Most of the purifying selection sites and functional divergence sites screened in this study are in the middle and downstream regions, and some of them are in the Cys-2 domain. Dkk1, Dkk2, and Dkk4 have been identified as effective inhibitors of Wnt signaling and bind to the Wnt coreceptor LRP5/6 [24,25,26]. However, some studies have found that CRD2 is essential for suppressing Wnt signals [27]. The binding site of Dkk1 CRD2 to LRP5/6 has been reported [28,29]. The binding sites of Dkk1 and Kremen1 have also been reported [30,31]. Neutral sites were found near the binding sites. Mohammadpour performed in silico analyses and established that Dkk3, similar to other Dkk family members, can bind to the third PE pair of LRP5/6 through its CRD2 [32]. In another in silico study, Fujii reported that the insertion of seven amino acids (L249-E255 in human Dkk3) and P258 reduced the binding affinity between DKK3 and LRP5/6 [33]. Interestingly, the D250 residue in the Dkk3 protein sequence was mutated to N in Aves, Reptilia, and Amphibia (Figure 3). This mutation leads to a decrease in amino acid hydrophilicity. Comparing the tertiary structures of three species (H. sapiens, Zootoca vivipara, and Gallus gallus), the secondary structure of D250N changed from a turn to a random coil (Figure 4).
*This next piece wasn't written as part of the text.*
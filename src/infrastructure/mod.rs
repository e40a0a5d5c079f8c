//! Filesystem conventions of the Zellij plugin sandbox.

pub mod paths;

pub use paths::{expand_tilde, get_data_dir};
When the hydrophilicity of an amino acid is weakened, it may have an effect on the structure and function of the protein [34].
A study designed and improved several small peptides based on the LRP6-binding site of the CRD2 of Dkk3 [35]. These peptides were highly capable of binding to LRP6 in silico, and may prevent the formation of an active Wnt-LRP6-Fz complex [35]. In the experiment conducted by Poorebrahim, several small peptides did not alter 264R, an amino acid that forms a salt bridge with Asp811 of LRP6. In our experiment, we found a mutation in 264R in the Aves species, where Arg was replaced by Gln, resulting in decreased hydrophilicity (Figure 3). In the protein structure, two amino acid residues with opposite charges form an ion pair; when the distance between the charged groups of the two amino acid side chains in the ion pair (that is, any oxygen atom in the negatively charged residue carboxylate and the positively charged residue side or the distance between any nitrogen atom in the chain) is less than 4 Å, the ion pair is considered a salt bridge [36,37]. Gln is a polar uncharged residue. The Arg264Gln substitution would abolish a salt bridge with Asp811 in LRP6. The selected amino acids found in CRD2 may affect the binding of the Dkk gene family to LRP5/6, thus affecting the inhibition mechanism of Wnt signals and making Dkk1, Dkk2, and Dkk4 show different functions in hair follicle development. Vertebrate habitats range from the deepest parts of the ocean to the highest peaks of mountain ranges, from the tropics to the Arctic. The environmental variations trigger divergent natural selection, leading to the emergence of niche specialists [27]. The living environment of Aves and Reptilia may also cause these genes to differentiate in function during the evolutionary process.

4. Conclusions

Dkk1–4 all underwent accelerated evolution and purifying sites were detected. The changes in the Dkk gene family in vertebrates under selection pressure and functional divergence were tested. However, the evolution rates of purifying selection sites and functional divergence sites are different. These amino acid sites will affect the tertiary structure of proteins and make genes differentiate functionally. The current study shows that the Dkk gene family underwent changes in selection patterns during vertebrate evolution and may have acquired additional functional constraints in different branches.

5. Materials and Methods

5.1. Sequence Acquisition

Sequence data of the CDS of the Dkk1–4 genes of different species were retrieved from the GenBank database. For the Dkk1 gene, a total of 45 species were selected, 47 species were selected for the Dkk2 gene, 47 species for the Dkk3 gene, and 34 species for the Dkk4 gene (Table S1). These data were then used to analyze the genetic variation and evolutionary relationship of the Dkk gene family in vertebrates. Hydra magnipapillata is an invertebrate. We chose Hydra as an outgroup because we wanted to study the origin of the Dkk gene family. The Dkk gene family has been found in vertebrates and some invertebrate phyla but Dkk4 appears to only be present in mammals and Reptilia.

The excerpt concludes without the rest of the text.